We’re in a golden age of superheroic adaptations, on film and TV alike — so at this point, we know that some sacrifices have to be made in structure and time to make a story from one medium work in another. But for Mister Miracle’s Tom King, the one biggest change is a matter of time itself.

The question about what has to change in the process of turning a comic into a movie was posed to both King and artist Mitch Gerads in conversation with NPR’s Glen Weldon in Barnes & Noble’s Union Square outlet last Thursday, to celebrate the trade paperback release of their stunning Fourth World saga. The duo discussed everything from how the series first began to its comments on fatherhood and depression, but at one point the topic came up of just how a film adaptation of the series could possibly ever work.

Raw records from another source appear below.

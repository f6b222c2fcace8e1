//! Reconstruct the formation histories of a cluster catalog.
//!
//! Usage: cargo run -p cluster-forge --example reconstruct -- \
//!     <cluster_file> <sn_file> <ejecta_file> <remnant_file>
//!
//! Prints the processed catalog (initial masses, iron budgets, supernova
//! counts and star-formation durations) as an aligned table on stdout.

use std::env;
use std::error::Error;
use std::io;
use std::process::ExitCode;

use cluster_forge::record::read_catalog;
use cluster_forge::{write_catalog, Processor, TerminationPolicy};
use stellar_tables::{evolution, supernova, yields, DataTable, SupernovaTable, YieldTable};

fn main() -> ExitCode {
    tracing_subscriber::fmt()
        .with_writer(io::stderr)
        .with_target(false)
        .init();

    let args: Vec<String> = env::args().collect();

    if args.len() < 5 {
        eprintln!(
            "Missing parameter.\nUsage: {} <cluster_file> <sn_file> <ejecta_file> <remnant_file>",
            args[0]
        );
        return ExitCode::FAILURE;
    }

    match run(&args[1..]) {
        Ok(()) => ExitCode::SUCCESS,
        Err(err) => {
            eprintln!("error: {err}");
            ExitCode::FAILURE
        }
    }
}

fn run(args: &[String]) -> Result<(), Box<dyn Error>> {
    let mut records = read_catalog(&args[0])?;

    let sn_table = DataTable::read(&args[1], &[supernova::MASS_COLUMN, supernova::FLAG_COLUMN])?;
    let ejecta_table = DataTable::read(&args[2], &[yields::MASS_COLUMN, yields::IRON_COLUMN])?;
    let remnant_table = DataTable::read(&args[3], &[evolution::MASS_COLUMN])?;

    let supernovae = SupernovaTable::new(&sn_table)?;
    let iron_yields = YieldTable::new(&ejecta_table)?;

    Processor::new(
        &remnant_table,
        &supernovae,
        &iron_yields,
        TerminationPolicy::StopAtExhaustion,
    )
    .process(&mut records);

    write_catalog(&records, io::stdout().lock())?;

    eprintln!("Processed {} clusters", records.len());

    Ok(())
}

Mister Miracle is a work with both very deliberate pace and an equally deliberate structure — its use of the classic nine-panel grid isn’t just a throwback to comics of the age Jack Kirby’s New Gods were first born in, but becomes a symbolic commentary, a textual and visual prison that escape artist protagonist Scott Free must attempt to break out of. But with that comes a very specific pacing that guides the reader, but not so much in the way a director can control pacing in a movie—and for King and Gerads, that’s what makes comic books such a unique medium in comparison.

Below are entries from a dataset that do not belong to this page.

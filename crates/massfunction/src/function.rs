//! Piecewise power-law mass distributions.
//!
//! The distribution is defined by k+1 mass breakpoints and k slopes, with
//! per-segment constants chained so the density is continuous at the
//! interior breakpoints. The topmost breakpoint is treated as one discrete
//! star: the cluster mass is the continuum integral from the lower bound to
//! the top bound *plus* the top-bound mass itself.

use serde::{Deserialize, Serialize};
use thiserror::Error;

/// Default breakpoints of the Kroupa (2001) IMF, in solar masses.
const DEFAULT_BOUNDS: [f64; 3] = [0.08, 0.5, 150.0];

/// Default slopes of the Kroupa (2001) IMF.
const DEFAULT_ALPHAS: [f64; 2] = [1.3, 2.3];

/// Tolerance for detecting the logarithmic special case of an exponent.
const EXPONENT_EPS: f64 = 1e-10;

/// Errors from direct function-value and rank queries.
///
/// Lookup-table style queries elsewhere in the pipeline extrapolate by
/// design; these queries instead refuse masses outside the distribution.
#[derive(Debug, Clone, Copy, PartialEq, Error)]
pub enum MassFunctionError {
    /// The queried mass lies outside the distribution's bounds.
    #[error("mass {mass} M☉ outside the distribution bounds [{lo}, {hi}] M☉")]
    OutOfBounds { mass: f64, lo: f64, hi: f64 },

    /// A rank query walked past the lowest segment: fewer stars remain
    /// below the reference mass than the requested rank.
    #[error("rank {rank} exceeds the stars remaining below {mass} M☉")]
    Exhausted { mass: f64, rank: f64 },
}

/// A segmented power-law mass distribution (an IMF).
///
/// Immutable once constructed. Instances are cheap to build and are created
/// in large numbers as trial distributions during root-finding.
///
/// # Example
/// ```
/// use massfunction::MassFunction;
///
/// let mf = MassFunction::new(1000.0, vec![0.08, 0.5, 100.0], vec![1.3, 2.3]);
/// let n = mf.total_count();
/// assert!(n > 1.0);
/// ```
#[derive(Debug, Clone, PartialEq, Serialize, Deserialize)]
pub struct MassFunction {
    m_tot: f64,
    bounds: Vec<f64>,
    alphas: Vec<f64>,
    ks: Vec<f64>,
}

impl MassFunction {
    /// Builds a distribution with total mass `m_tot` over the given
    /// breakpoints and slopes.
    ///
    /// Requires `bounds.len() == alphas.len() + 1`. A mismatched shape does
    /// not fail: the distribution falls back to the canonical two-segment
    /// Kroupa (2001) default and a diagnostic is logged.
    ///
    /// # Arguments
    /// * `m_tot` - Total cluster mass in solar masses
    /// * `bounds` - Strictly increasing breakpoints, `m_min..=m_max` (M☉)
    /// * `alphas` - One power-law slope per segment
    pub fn new(m_tot: f64, bounds: Vec<f64>, alphas: Vec<f64>) -> Self {
        let (bounds, alphas) = if bounds.len() != alphas.len() + 1 {
            tracing::warn!(
                n_bounds = bounds.len(),
                n_alphas = alphas.len(),
                "invalid mass function shape, need one slope less than \
                 breakpoints; falling back to the Kroupa (2001) IMF"
            );
            (DEFAULT_BOUNDS.to_vec(), DEFAULT_ALPHAS.to_vec())
        } else {
            (bounds, alphas)
        };

        let ks = compute_ks(m_tot, &bounds, &alphas);

        Self {
            m_tot,
            bounds,
            alphas,
            ks,
        }
    }

    /// Total mass of the distribution in solar masses.
    pub fn m_tot(&self) -> f64 {
        self.m_tot
    }

    /// Segment breakpoints in ascending order (M☉).
    pub fn bounds(&self) -> &[f64] {
        &self.bounds
    }

    /// Per-segment power-law slopes.
    pub fn alphas(&self) -> &[f64] {
        &self.alphas
    }

    /// Per-segment normalization constants.
    pub fn ks(&self) -> &[f64] {
        &self.ks
    }

    /// Lower mass bound (M☉).
    pub fn min_mass(&self) -> f64 {
        self.bounds[0]
    }

    /// Upper mass bound, the mass of the single most massive star (M☉).
    pub fn max_mass(&self) -> f64 {
        *self.bounds.last().expect("bounds are never empty")
    }

    /// Number density of the distribution at `mass`.
    ///
    /// This is a direct function-value query: a mass outside the bounds is
    /// an error, never an extrapolation.
    pub fn function_value(&self, mass: f64) -> Result<f64, MassFunctionError> {
        let seg = self.segment_of(mass)?;
        Ok(self.ks[seg] * mass.powf(-self.alphas[seg]))
    }

    /// Mass density (`mass × function_value`) at `mass`.
    pub fn mass_density(&self, mass: f64) -> Result<f64, MassFunctionError> {
        Ok(mass * self.function_value(mass)?)
    }

    /// Closed-form integral `Σᵢ ∫ kᵢ m^(shift − αᵢ) dm` over `[m1, m2]`.
    ///
    /// The interval is clipped to the distribution bounds and contributions
    /// accumulate across every segment it spans. `shift = 0` integrates the
    /// star count, `shift = 1` the mass. Segments where the integrand's
    /// exponent hits −1 use the logarithmic antiderivative.
    pub fn integral(&self, m1: f64, m2: f64, shift: f64) -> f64 {
        let m1 = m1.max(self.bounds[0]);
        let m2 = m2.min(self.max_mass());

        let mut total = 0.0;

        for (seg, window) in self.bounds.windows(2).enumerate() {
            let lo = m1.max(window[0]);
            let hi = m2.min(window[1]);

            if lo < hi {
                total += segment_integral(lo, hi, self.alphas[seg], self.ks[seg], shift);
            }
        }

        total
    }

    /// Number of stars with masses in the closed interval `[m1, m2]`.
    ///
    /// When `m2` reaches the top bound the count includes the discrete most
    /// massive star, which lives outside the continuum.
    pub fn count(&self, m1: f64, m2: f64) -> f64 {
        let n = self.integral(m1, m2, 0.0);

        if m2 >= self.max_mass() {
            n + 1.0
        } else {
            n
        }
    }

    /// Total number of stars in the cluster.
    pub fn total_count(&self) -> f64 {
        self.count(self.bounds[0], self.max_mass())
    }

    /// Stellar mass contained in the closed interval `[m1, m2]` (M☉).
    ///
    /// When `m2` reaches the top bound the discrete most massive star's
    /// mass is added on top of the continuum integral.
    pub fn mass_between(&self, m1: f64, m2: f64) -> f64 {
        let m = self.integral(m1, m2, 1.0);

        if m2 >= self.max_mass() {
            m + self.max_mass()
        } else {
            m
        }
    }

    /// Fraction of the total cluster mass between `m1` and `m2`.
    pub fn mass_portion(&self, m1: f64, m2: f64) -> f64 {
        self.mass_between(m1, m2) / self.m_tot
    }

    /// Mass of the star `num_stars` ranks less massive than a star of the
    /// given mass, under optimal sampling.
    ///
    /// Analytically inverts the count integral of the segment containing
    /// `mass`. When the requested rank exceeds the count remaining in that
    /// segment, the walk continues into the next lower segment with the
    /// remainder. The rank may be fractional.
    ///
    /// # Errors
    /// `OutOfBounds` if `mass` lies outside the distribution;
    /// `Exhausted` if the rank walks past the lowest bound.
    pub fn rank_to_mass(&self, mass: f64, num_stars: f64) -> Result<f64, MassFunctionError> {
        self.segment_of(mass)?;

        let mut mass = mass;
        let mut rank = num_stars;

        loop {
            let seg = self
                .segment_of(mass)
                .expect("mass stays within bounds during the walk");
            let to_bound = self.count(self.bounds[seg], mass);

            if to_bound < rank {
                if seg == 0 {
                    return Err(MassFunctionError::Exhausted { mass, rank });
                }

                rank -= to_bound;
                mass = self.bounds[seg];
                continue;
            }

            let alpha = self.alphas[seg];
            let k = self.ks[seg];

            // Invert N = ∫_m'^m k x^-α dx for m'.
            return Ok(if (alpha - 1.0).abs() < EXPONENT_EPS {
                (mass.ln() - rank / k).exp()
            } else {
                (mass.powf(1.0 - alpha) - rank * (1.0 - alpha) / k).powf(1.0 / (1.0 - alpha))
            });
        }
    }

    /// Index of the segment containing `mass`, or `OutOfBounds`.
    fn segment_of(&self, mass: f64) -> Result<usize, MassFunctionError> {
        if mass < self.bounds[0] || mass > self.max_mass() {
            return Err(MassFunctionError::OutOfBounds {
                mass,
                lo: self.bounds[0],
                hi: self.max_mass(),
            });
        }

        for seg in 0..self.alphas.len() {
            if mass <= self.bounds[seg + 1] {
                return Ok(seg);
            }
        }

        unreachable!("bounded mass always falls into a segment");
    }
}

/// Antiderivative of `k m^(shift − α)` evaluated over `[m1, m2]`.
fn segment_integral(m1: f64, m2: f64, alpha: f64, k: f64, shift: f64) -> f64 {
    let exponent = 1.0 + shift - alpha;

    if exponent.abs() < EXPONENT_EPS {
        k * (m2.ln() - m1.ln())
    } else {
        k / exponent * (m2.powf(exponent) - m1.powf(exponent))
    }
}

/// Derives the per-segment constants for the given shape.
///
/// Preliminary constants follow the continuity recurrence
/// `k[i+1] = k[i] · b^(α[i+1] − α[i])` at each interior breakpoint `b`,
/// then one global factor rescales them so the continuum mass integral
/// equals `m_tot` minus the discrete top-bound star.
fn compute_ks(m_tot: f64, bounds: &[f64], alphas: &[f64]) -> Vec<f64> {
    let mut ks = vec![1.0];

    for i in 0..alphas.len() - 1 {
        let b = bounds[i + 1];
        let k = ks[i] * b.powf(-alphas[i]) / b.powf(-alphas[i + 1]);
        ks.push(k);
    }

    let continuum_mass: f64 = (0..alphas.len())
        .map(|i| segment_integral(bounds[i], bounds[i + 1], alphas[i], ks[i], 1.0))
        .sum();

    let top_mass = bounds[bounds.len() - 1];
    let factor = (m_tot - top_mass) / continuum_mass;

    for k in &mut ks {
        *k *= factor;
    }

    ks
}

Tom King: What’s the difference between a comic and a movie? The thing about a comic is — in a movie, you control time. We don’t control time. We just try to control time. I envy a director who can do that, speed up a scene. He knows what’s going into your brain—I just know you’re on a toilet and you have to get off in like 20 minutes, right? So I don’t have that interaction with you. But I try. And that effort between what I think you’re going to do and what you do is sort of where the medium comes in. I don’t know exactly how you’re going to read the page, but I can try to predict it. And you don’t know exactly, but you can see my effort. And that makes it a unique genre to me, unlike movies or even novels, where one word follows the other. I don’t think movies succeed entirely when they just copy the ground material.

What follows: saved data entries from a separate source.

//! Supernova eligibility by stellar mass.

use crate::table::{DataTable, TableError};

/// Column holding the table masses, in M☉.
pub const MASS_COLUMN: &str = "mass[Msun]";

/// Column holding the explosion flags (0 or 1).
pub const FLAG_COLUMN: &str = "SN";

/// Which stars end their lives as supernovae.
///
/// Queries resolve by nearest-neighbor match against the ascending mass
/// rows; masses beyond either end clamp to the edge row. When a query sits
/// exactly halfway between two rows, the higher-index row wins.
#[derive(Debug, Clone)]
pub struct SupernovaTable {
    masses: Vec<f64>,
    flags: Vec<bool>,
}

impl SupernovaTable {
    /// Builds the table from the `mass[Msun]` and `SN` columns.
    pub fn new(table: &DataTable) -> Result<Self, TableError> {
        let masses = table.numeric(MASS_COLUMN)?;
        let flags = table
            .numeric(FLAG_COLUMN)?
            .into_iter()
            .map(|flag| flag != 0.0)
            .collect();

        Self::from_parts(masses, flags)
    }

    /// Builds the table from prepared rows.
    pub fn from_parts(masses: Vec<f64>, flags: Vec<bool>) -> Result<Self, TableError> {
        if masses.is_empty() {
            return Err(TableError::EmptyColumn {
                name: MASS_COLUMN.to_owned(),
            });
        }

        Ok(Self { masses, flags })
    }

    /// Whether a star of the given mass explodes as a supernova.
    pub fn explodes(&self, mass: f64) -> bool {
        let n = self.masses.len();
        let idx = self.masses.partition_point(|&m| m < mass);

        if idx == 0 {
            return self.flags[0];
        }
        if idx == n {
            return self.flags[n - 1];
        }

        // Equal distances resolve to the higher-index row.
        if self.masses[idx] - mass <= mass - self.masses[idx - 1] {
            self.flags[idx]
        } else {
            self.flags[idx - 1]
        }
    }
}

Glen Weldon: Right. Because [in Mister Miracle #6] where they go through a series of death traps on New Genesis, and it does something fascinating to the tension of the scenes because we see them escape death very narrowly — and they’re talking about remodeling the condo throughout the entire thing. So, in a weird way — especially to people new to comics moving from word balloon to word balloon — we are not necessarily processing the art the same way until you learn to read comics in that way. That just wouldn’t work in a movie. It could be done, but it wouldn’t have the same effect on the tension, the same implicit reaction.

Mitch Gerads: Yeah, that’s a really good example of things you can do in comics versus another medium. I remember getting that script and just reading it through a couple times—because I get those scripts very early, which is awesome. Because I get to live with it for a while. And I remember reading that and going, “All the tension is happening in this conversation.” Along with all this stuff they’re doing otherwise. And if I keep changing the “camera,” it removes tension from something else. So, I’m going to do it like a side-scrolling video game. Because then you’re just wrapped up in two things simultaneously. You’re not thinking about changing the angles, you’re forced to look at things in a certain way. So yeah — we just played it like a side-scrolling video game.


Mister Miracle as a series might not be making its way into a film adaptation any time soon — but Scott Free and Big Barda themselves might be the stars of Ava DuVernay’s in-the-works New Gods film. It’ll be interesting, after seeing the two in a comic series so wrapped up in its own delicate sense of structure, just how differently she could end up framing their escapades on the big screen.